-- Your objective --
Copy out all the entries shown below, exactly as they appear.

+ + + + +

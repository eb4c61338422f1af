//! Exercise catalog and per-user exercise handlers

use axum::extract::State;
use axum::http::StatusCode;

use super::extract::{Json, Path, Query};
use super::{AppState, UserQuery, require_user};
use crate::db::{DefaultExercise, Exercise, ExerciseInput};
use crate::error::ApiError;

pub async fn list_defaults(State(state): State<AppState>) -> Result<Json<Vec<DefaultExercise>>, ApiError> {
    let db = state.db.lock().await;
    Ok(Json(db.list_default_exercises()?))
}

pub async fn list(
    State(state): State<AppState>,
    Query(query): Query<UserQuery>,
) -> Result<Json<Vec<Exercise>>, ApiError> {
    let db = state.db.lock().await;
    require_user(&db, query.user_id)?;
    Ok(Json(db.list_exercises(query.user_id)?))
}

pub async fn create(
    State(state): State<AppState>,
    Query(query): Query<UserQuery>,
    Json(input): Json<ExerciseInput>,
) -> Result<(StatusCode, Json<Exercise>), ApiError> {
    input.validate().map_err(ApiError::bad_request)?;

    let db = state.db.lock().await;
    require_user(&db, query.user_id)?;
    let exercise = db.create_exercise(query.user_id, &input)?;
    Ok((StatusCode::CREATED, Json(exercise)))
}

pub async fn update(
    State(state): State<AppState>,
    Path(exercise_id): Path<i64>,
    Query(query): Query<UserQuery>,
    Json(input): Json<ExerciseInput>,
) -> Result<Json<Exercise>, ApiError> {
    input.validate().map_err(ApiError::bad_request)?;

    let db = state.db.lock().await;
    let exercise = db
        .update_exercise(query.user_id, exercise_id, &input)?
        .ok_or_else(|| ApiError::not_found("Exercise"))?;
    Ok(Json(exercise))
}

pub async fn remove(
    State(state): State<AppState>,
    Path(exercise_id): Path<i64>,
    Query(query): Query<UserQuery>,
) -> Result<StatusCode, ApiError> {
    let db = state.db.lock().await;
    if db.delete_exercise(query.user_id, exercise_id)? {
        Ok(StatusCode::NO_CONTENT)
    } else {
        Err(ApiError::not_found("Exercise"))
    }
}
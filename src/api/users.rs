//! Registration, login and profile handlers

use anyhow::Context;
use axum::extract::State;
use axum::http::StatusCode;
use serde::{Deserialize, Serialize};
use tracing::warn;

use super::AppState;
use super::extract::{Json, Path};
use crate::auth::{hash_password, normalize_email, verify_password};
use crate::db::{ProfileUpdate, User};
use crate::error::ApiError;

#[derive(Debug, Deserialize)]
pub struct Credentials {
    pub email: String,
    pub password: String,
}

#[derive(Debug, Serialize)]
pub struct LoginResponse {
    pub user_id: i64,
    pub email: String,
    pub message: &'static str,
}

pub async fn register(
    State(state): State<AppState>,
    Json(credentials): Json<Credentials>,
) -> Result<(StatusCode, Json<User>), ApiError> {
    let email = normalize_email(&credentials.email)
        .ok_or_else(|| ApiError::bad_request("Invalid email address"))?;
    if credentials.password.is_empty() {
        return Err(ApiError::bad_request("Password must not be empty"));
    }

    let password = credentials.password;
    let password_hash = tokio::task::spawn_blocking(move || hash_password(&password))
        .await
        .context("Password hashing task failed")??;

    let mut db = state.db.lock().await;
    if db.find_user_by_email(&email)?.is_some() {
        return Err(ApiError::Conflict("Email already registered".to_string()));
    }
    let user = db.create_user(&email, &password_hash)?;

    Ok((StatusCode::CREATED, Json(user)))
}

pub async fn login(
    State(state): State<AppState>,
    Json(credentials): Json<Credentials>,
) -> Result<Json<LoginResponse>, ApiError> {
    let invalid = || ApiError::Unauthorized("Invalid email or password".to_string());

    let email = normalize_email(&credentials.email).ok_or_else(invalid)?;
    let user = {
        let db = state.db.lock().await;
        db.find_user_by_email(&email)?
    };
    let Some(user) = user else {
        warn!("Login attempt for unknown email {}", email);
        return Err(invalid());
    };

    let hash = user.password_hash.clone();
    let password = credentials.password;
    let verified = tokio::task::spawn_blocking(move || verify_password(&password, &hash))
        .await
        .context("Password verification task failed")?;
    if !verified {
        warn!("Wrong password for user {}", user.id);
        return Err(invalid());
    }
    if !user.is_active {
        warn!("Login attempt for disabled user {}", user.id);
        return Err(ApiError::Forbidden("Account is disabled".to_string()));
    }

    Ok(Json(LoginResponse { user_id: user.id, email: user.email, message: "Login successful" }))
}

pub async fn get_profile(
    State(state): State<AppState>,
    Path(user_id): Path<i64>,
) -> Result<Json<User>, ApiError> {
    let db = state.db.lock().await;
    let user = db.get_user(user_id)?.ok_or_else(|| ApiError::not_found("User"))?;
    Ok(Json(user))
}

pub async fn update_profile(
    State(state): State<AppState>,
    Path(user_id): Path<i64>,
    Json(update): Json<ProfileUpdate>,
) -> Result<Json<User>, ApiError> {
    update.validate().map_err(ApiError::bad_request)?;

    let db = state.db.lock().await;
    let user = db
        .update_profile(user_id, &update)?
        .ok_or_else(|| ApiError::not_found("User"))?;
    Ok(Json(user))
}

+ + + + +

-- Result of the task --
repository eb4c61338422f1af
//! Exercise catalog and per-user exercise handlers

use axum::extract::State;
use axum::http::StatusCode;

use super::extract::{Json, Path, Query};
use super::{AppState, UserQuery, require_user};
use crate::db::{DefaultExercise, Exercise, ExerciseInput};
use crate::error::ApiError;

pub async fn list_defaults(State(state): State<AppState>) -> Result<Json<Vec<DefaultExercise>>, ApiError> {
    let db = state.db.lock().await;
    Ok(Json(db.list_default_exercises()?))
}

pub async fn list(
    State(state): State<AppState>,
    Query(query): Query<UserQuery>,
) -> Result<Json<Vec<Exercise>>, ApiError> {
    let db = state.db.lock().await;
    require_user(&db, query.user_id)?;
    Ok(Json(db.list_exercises(query.user_id)?))
}

pub async fn create(
    State(state): State<AppState>,
    Query(query): Query<UserQuery>,
    Json(input): Json<ExerciseInput>,
) -> Result<(StatusCode, Json<Exercise>), ApiError> {
    input.validate().map_err(ApiError::bad_request)?;

    let db = state.db.lock().await;
    require_user(&db, query.user_id)?;
    let exercise = db.create_exercise(query.user_id, &input)?;
    Ok((StatusCode::CREATED, Json(exercise)))
}

pub async fn update(
    State(state): State<AppState>,
    Path(exercise_id): Path<i64>,
    Query(query): Query<UserQuery>,
    Json(input): Json<ExerciseInput>,
) -> Result<Json<Exercise>, ApiError> {
    input.validate().map_err(ApiError::bad_request)?;

    let db = state.db.lock().await;
    let exercise = db
        .update_exercise(query.user_id, exercise_id, &input)?
        .ok_or_else(|| ApiError::not_found("Exercise"))?;
    Ok(Json(exercise))
}

pub async fn remove(
    State(state): State<AppState>,
    Path(exercise_id): Path<i64>,
    Query(query): Query<UserQuery>,
) -> Result<StatusCode, ApiError> {
    let db = state.db.lock().await;
    if db.delete_exercise(query.user_id, exercise_id)? {
        Ok(StatusCode::NO_CONTENT)
    } else {
        Err(ApiError::not_found("Exercise"))
    }
}
filename src/api/users.rs
//! Registration, login and profile handlers

use anyhow::Context;
use axum::extract::State;
use axum::http::StatusCode;
use serde::{Deserialize, Serialize};
use tracing::warn;

use super::AppState;
use super::extract::{Json, Path};
use crate::auth::{hash_password, normalize_email, verify_password};
use crate::db::{ProfileUpdate, User};
use crate::error::ApiError;

#[derive(Debug, Deserialize)]
pub struct Credentials {
    pub email: String,
    pub password: String,
}

#[derive(Debug, Serialize)]
pub struct LoginResponse {
    pub user_id: i64,
    pub email: String,
    pub message: &'static str,
}

pub async fn register(
    State(state): State<AppState>,
    Json(credentials): Json<Credentials>,
) -> Result<(StatusCode, Json<User>), ApiError> {
    let email = normalize_email(&credentials.email)
        .ok_or_else(|| ApiError::bad_request("Invalid email address"))?;
    if credentials.password.is_empty() {
        return Err(ApiError::bad_request("Password must not be empty"));
    }

    let password = credentials.password;
    let password_hash = tokio::task::spawn_blocking(move || hash_password(&password))
        .await
        .context("Password hashing task failed")??;

    let mut db = state.db.lock().await;
    if db.find_user_by_email(&email)?.is_some() {
        return Err(ApiError::Conflict("Email already registered".to_string()));
    }
    let user = db.create_user(&email, &password_hash)?;

    Ok((StatusCode::CREATED, Json(user)))
}

pub async fn login(
    State(state): State<AppState>,
    Json(credentials): Json<Credentials>,
) -> Result<Json<LoginResponse>, ApiError> {
    let invalid = || ApiError::Unauthorized("Invalid email or password".to_string());

    let email = normalize_email(&credentials.email).ok_or_else(invalid)?;
    let user = {
        let db = state.db.lock().await;
        db.find_user_by_email(&email)?
    };
    let Some(user) = user else {
        warn!("Login attempt for unknown email {}", email);
        return Err(invalid());
    };

    let hash = user.password_hash.clone();
    let password = credentials.password;
    let verified = tokio::task::spawn_blocking(move || verify_password(&password, &hash))
        .await
        .context("Password verification task failed")?;
    if !verified {
        warn!("Wrong password for user {}", user.id);
        return Err(invalid());
    }
    if !user.is_active {
        warn!("Login attempt for disabled user {}", user.id);
        return Err(ApiError::Forbidden("Account is disabled".to_string()));
    }

    Ok(Json(LoginResponse { user_id: user.id, email: user.email, message: "Login successful" }))
}

pub async fn get_profile(
    State(state): State<AppState>,
    Path(user_id): Path<i64>,
) -> Result<Json<User>, ApiError> {
    let db = state.db.lock().await;
    let user = db.get_user(user_id)?.ok_or_else(|| ApiError::not_found("User"))?;
    Ok(Json(user))
}

pub async fn update_profile(
    State(state): State<AppState>,
    Path(user_id): Path<i64>,
    Json(update): Json<ProfileUpdate>,
) -> Result<Json<User>, ApiError> {
    update.validate().map_err(ApiError::bad_request)?;

    let db = state.db.lock().await;
    let user = db
        .update_profile(user_id, &update)?
        .ok_or_else(|| ApiError::not_found("User"))?;
    Ok(Json(user))
}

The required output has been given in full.